In a system with chunks of arbitrary number (5-200) of questions and quantifiable answers, I'm calculating multiple bayesian average values. One for each one of these chunks of questions. Due to the fuzzy nature of these questions, the result is quite satisfying compared to the mean value.
However, when the number of answered questions (i.e. votes) approaches zero, the resulting value approaches the mean of the whole report. Obviously. Thus, if I answer zero questions I get the mean value. I want to avoid that!
Q: How can I modify the parameters (or the formula itself) to get a more fair result when too few questions have been answered? Currently, I have tried setting m to different values between 0..v but the impact is negligible. (Maybe there are alternative formulas that suit my needs better?)

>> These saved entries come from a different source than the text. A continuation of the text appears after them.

//! Inbound frame classification and the outbound event envelope.
//!
//! Every message on the socket is a JSON mapping. Outbound messages carry
//! exactly one top-level key, `{eventName: payload}`. Inbound messages are
//! classified into a closed set of variants with ordered matching: an error
//! frame beats everything, a lone heartbeat-reply marker is consumed
//! silently, and anything else is a list of named events.

use serde_json::{Map, Value};

use crate::errors::{Error, RemoteErrorKind, Result};
use crate::events;

/// A server-reported error frame (`error: true`).
#[derive(Clone, Debug)]
pub struct ErrorFrame {
    /// Mapped error kind.
    pub kind: RemoteErrorKind,
    /// The wire `errorId`, when present.
    pub id: Option<i64>,
    /// The wire `errorMessage`, when present.
    pub message: String,
}

impl ErrorFrame {
    /// The caller-facing error for this frame.
    #[must_use]
    pub fn into_error(self) -> Error {
        Error::Remote {
            kind: self.kind,
            id: self.id,
            message: self.message,
        }
    }
}

/// One decoded inbound message.
#[derive(Clone, Debug)]
pub enum InboundFrame {
    /// The message reported a server-side error.
    Error(ErrorFrame),
    /// The message was only the heartbeat-reply marker.
    HeartbeatReply,
    /// Named domain events, in map order.
    Events(Vec<(String, Value)>),
}

impl InboundFrame {
    /// Decode and classify one raw text frame.
    ///
    /// Fails with [`Error::Decode`] when the text is not a JSON mapping.
    /// That failure is fatal to the exchange currently being resolved, not
    /// to the connection.
    pub fn parse(text: &str) -> Result<Self> {
        let map: Map<String, Value> =
            serde_json::from_str(text).map_err(|e| Error::Decode { reason: e.to_string() })?;

        if map.get("error").and_then(Value::as_bool) == Some(true) {
            let id = map
                .get("errorId")
                .and_then(|v| v.as_i64().or_else(|| v.as_f64().map(|f| f as i64)));
            let message = map
                .get("errorMessage")
                .and_then(Value::as_str)
                .unwrap_or_default()
                .to_string();
            return Ok(Self::Error(ErrorFrame {
                kind: RemoteErrorKind::from_id(id),
                id,
                message,
            }));
        }

        if map.len() == 1 && map.contains_key(events::PONG) {
            return Ok(Self::HeartbeatReply);
        }

        let entries = map
            .into_iter()
            .filter(|(key, _)| key != events::PONG)
            .collect();
        Ok(Self::Events(entries))
    }
}

/// Encode the single-key `{event: payload}` envelope as a text frame.
///
/// Rejects an absent payload with [`Error::EmptyPayload`].
pub fn encode_envelope(event: &str, payload: &Value) -> Result<String> {
    if payload.is_null() {
        return Err(Error::EmptyPayload);
    }
    let mut envelope = Map::with_capacity(1);
    envelope.insert(event.to_string(), payload.clone());
    serde_json::to_string(&Value::Object(envelope)).map_err(|e| Error::Encode {
        reason: e.to_string(),
    })
}
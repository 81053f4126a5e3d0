//! Wire event names.
//!
//! Every message on the socket is keyed by one of these well-known names.
//! Outbound requests use the request names; the router matches inbound
//! top-level keys against the response names.

/// Handshake request.
pub const NEW_CONNECTION: &str = "newConnection";
/// Handshake response carrying the resumption token.
pub const NEW_CONNECTION_SESSION_UUID: &str = "newConnectionSessionUUID";

/// Image generation request.
pub const NEW_TASK: &str = "newTask";
/// Image generation results.
pub const NEW_IMAGES: &str = "newImages";

/// GAN upscale request and response (same name both ways).
pub const NEW_UPSCALE_GAN: &str = "newUpscaleGan";

/// Image upload request.
pub const NEW_IMAGE_UPLOAD: &str = "newImageUpload";
/// Image upload response.
pub const NEW_UPLOADED_IMAGE_UUID: &str = "newUploadedImageUUID";

/// Image captioning request.
pub const NEW_REVERSE_IMAGE_CLIP: &str = "newReverseImageClip";
/// Image captioning response.
pub const NEW_REVERSE_CLIP: &str = "newReverseClip";

/// Prompt enhancement request.
pub const NEW_PROMPT_ENHANCE: &str = "newPromptEnhance";
/// Prompt enhancement response.
pub const NEW_PROMPT_ENHANCER: &str = "newPromptEnhancer";

/// Guide-image preprocessing request and response (same name both ways).
pub const NEW_PREPROCESS_CONTROL_NET: &str = "newPreProcessControlNet";

/// In-band heartbeat reply marker.
pub const PONG: &str = "pong";

/// Inbound event names the router recognizes.
///
/// A top-level key outside this set is logged as an unknown event; it never
/// fails an exchange (forward compatibility with server-added events).
pub const KNOWN_INBOUND_EVENTS: &[&str] = &[
    NEW_CONNECTION_SESSION_UUID,
    NEW_IMAGES,
    NEW_UPSCALE_GAN,
    NEW_UPLOADED_IMAGE_UUID,
    NEW_REVERSE_CLIP,
    NEW_PROMPT_ENHANCER,
    NEW_PREPROCESS_CONTROL_NET,
    PONG,
];

/// Whether `name` is an inbound event this client version knows about.
#[must_use]
pub fn is_known_inbound(name: &str) -> bool {
    KNOWN_INBOUND_EVENTS.contains(&name)
}

#[cfg(test)]
mod tests {
    use super::*;

    #[test]
    fn response_events_are_known() {
        assert!(is_known_inbound(NEW_IMAGES));
        assert!(is_known_inbound(NEW_CONNECTION_SESSION_UUID));
        assert!(is_known_inbound(PONG));
    }

    #[test]
    fn request_events_are_not_inbound() {
        assert!(!is_known_inbound(NEW_TASK));
        assert!(!is_known_inbound(NEW_CONNECTION));
    }

    #[test]
    fn arbitrary_names_are_unknown() {
        assert!(!is_known_inbound("newShinyFeature"));
        assert!(!is_known_inbound(""));
    }
}
//! ControlNet guide-image preprocessing.

use serde::{Deserialize, Serialize};
use tokio_util::sync::CancellationToken;

use super::{fresh_task_uuid, from_payload, to_payload};
use crate::client::Client;
use crate::errors::{Error, Result};
use crate::events;
use crate::types::task_type;

/// Canny threshold defaults.
const DEFAULT_LOW_THRESHOLD_CANNY: i64 = 100;
const DEFAULT_HIGH_THRESHOLD_CANNY: i64 = 200;

/// A guide-image preprocessing task.
#[derive(Clone, Debug, Default, PartialEq, Serialize, Deserialize)]
#[serde(rename_all = "camelCase", default)]
pub struct PreprocessGuideRequest {
    /// Task identifier. Filled with a fresh UUID when unset.
    #[serde(rename = "taskUUID")]
    pub task_uuid: String,
    /// Preprocessor name, one of [`crate::types::processor`].
    pub pre_processor_type: String,
    /// The guide image to preprocess. Required.
    #[serde(rename = "guideImageUUID")]
    pub guide_image_uuid: String,
    /// Task type. Defaults to ControlNet preprocessing.
    pub task_type: i64,
    /// Output width.
    pub width: i64,
    /// Output height.
    pub height: i64,
    /// Canny low threshold. Defaults to 100.
    pub low_threshold_canny: i64,
    /// Canny high threshold. Defaults to 200.
    pub high_threshold_canny: i64,
}

/// Preprocessing results.
#[derive(Clone, Debug, Default, PartialEq, Deserialize)]
#[serde(rename_all = "camelCase", default)]
pub struct PreprocessGuideResponse {
    /// Source locator of the preprocessed image.
    pub new_image_src: String,
    /// UUID of the preprocessed image.
    #[serde(rename = "newImageUUID")]
    pub new_image_uuid: String,
    /// UUID of the input image.
    #[serde(rename = "initImageUUID")]
    pub init_image_uuid: String,
    /// NSFW flag; the service may send `null`.
    #[serde(rename = "nNsfwContent")]
    pub nsfw_content: Option<bool>,
    /// The task this result belongs to.
    #[serde(rename = "taskUUID")]
    pub task_uuid: String,
}

fn apply_defaults(request: &mut PreprocessGuideRequest) {
    if request.task_uuid.is_empty() {
        request.task_uuid = fresh_task_uuid();
    }
    if request.task_type == 0 {
        request.task_type = task_type::CONTROL_NET_PREPROCESS_IMAGE;
    }
    if request.low_threshold_canny == 0 {
        request.low_threshold_canny = DEFAULT_LOW_THRESHOLD_CANNY;
    }
    if request.high_threshold_canny == 0 {
        request.high_threshold_canny = DEFAULT_HIGH_THRESHOLD_CANNY;
    }
}

fn validate(request: &PreprocessGuideRequest) -> Result<()> {
    if request.guide_image_uuid.is_empty() {
        return Err(Error::FieldRequired {
            field: "guideImageUUID",
        });
    }
    Ok(())
}

impl Client {
    /// Preprocess a guide image for ControlNet-guided generation.
    pub async fn preprocess_guide(
        &self,
        cancel: &CancellationToken,
        mut request: PreprocessGuideRequest,
    ) -> Result<PreprocessGuideResponse> {
        apply_defaults(&mut request);
        validate(&request)?;
        let payload = to_payload(&request)?;
        let value = self
            .send_and_await(
                cancel,
                events::NEW_PREPROCESS_CONTROL_NET,
                events::NEW_PREPROCESS_CONTROL_NET,
                &payload,
            )
            .await?;
        from_payload(value)
    }
}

Bayesian average = (v / (v + m)) * R + (m / (v + m)) * C, where
R = average for the answers in this category (mean)
v = number of answered points for this category
m = minimum number of answered points required
C = the mean answer across the whole category.
C is usually around 50-66%.
To summarize, this is what I want to accomplish:
- The resulting value should be weighted in such way that the number of answered questions has a significant impact.
- If too few questions are answered, the value should be low.
- If a large amount of the questions have a relatively "high" answer the value should be very high.
Do I need to introduce threshold values? If yes, how do I calculate decent thresholds?
Wait, why do you want to avoid getting the mean value if zero questions are answered?
That corresponds to the roughest possible estimate, which is what you should get if no information is given (zero questions are answered).
Think of conditional expectation: conditioning on zero questions answered is roughly equivalent to conditioning on the trivial sigma field (i.e. no information), hence should produce the crudest estimate possible: the mean/expectation.
I know this doesn't answer your question; I am just confused about what your reasoning is (and the formatting in comments is poor).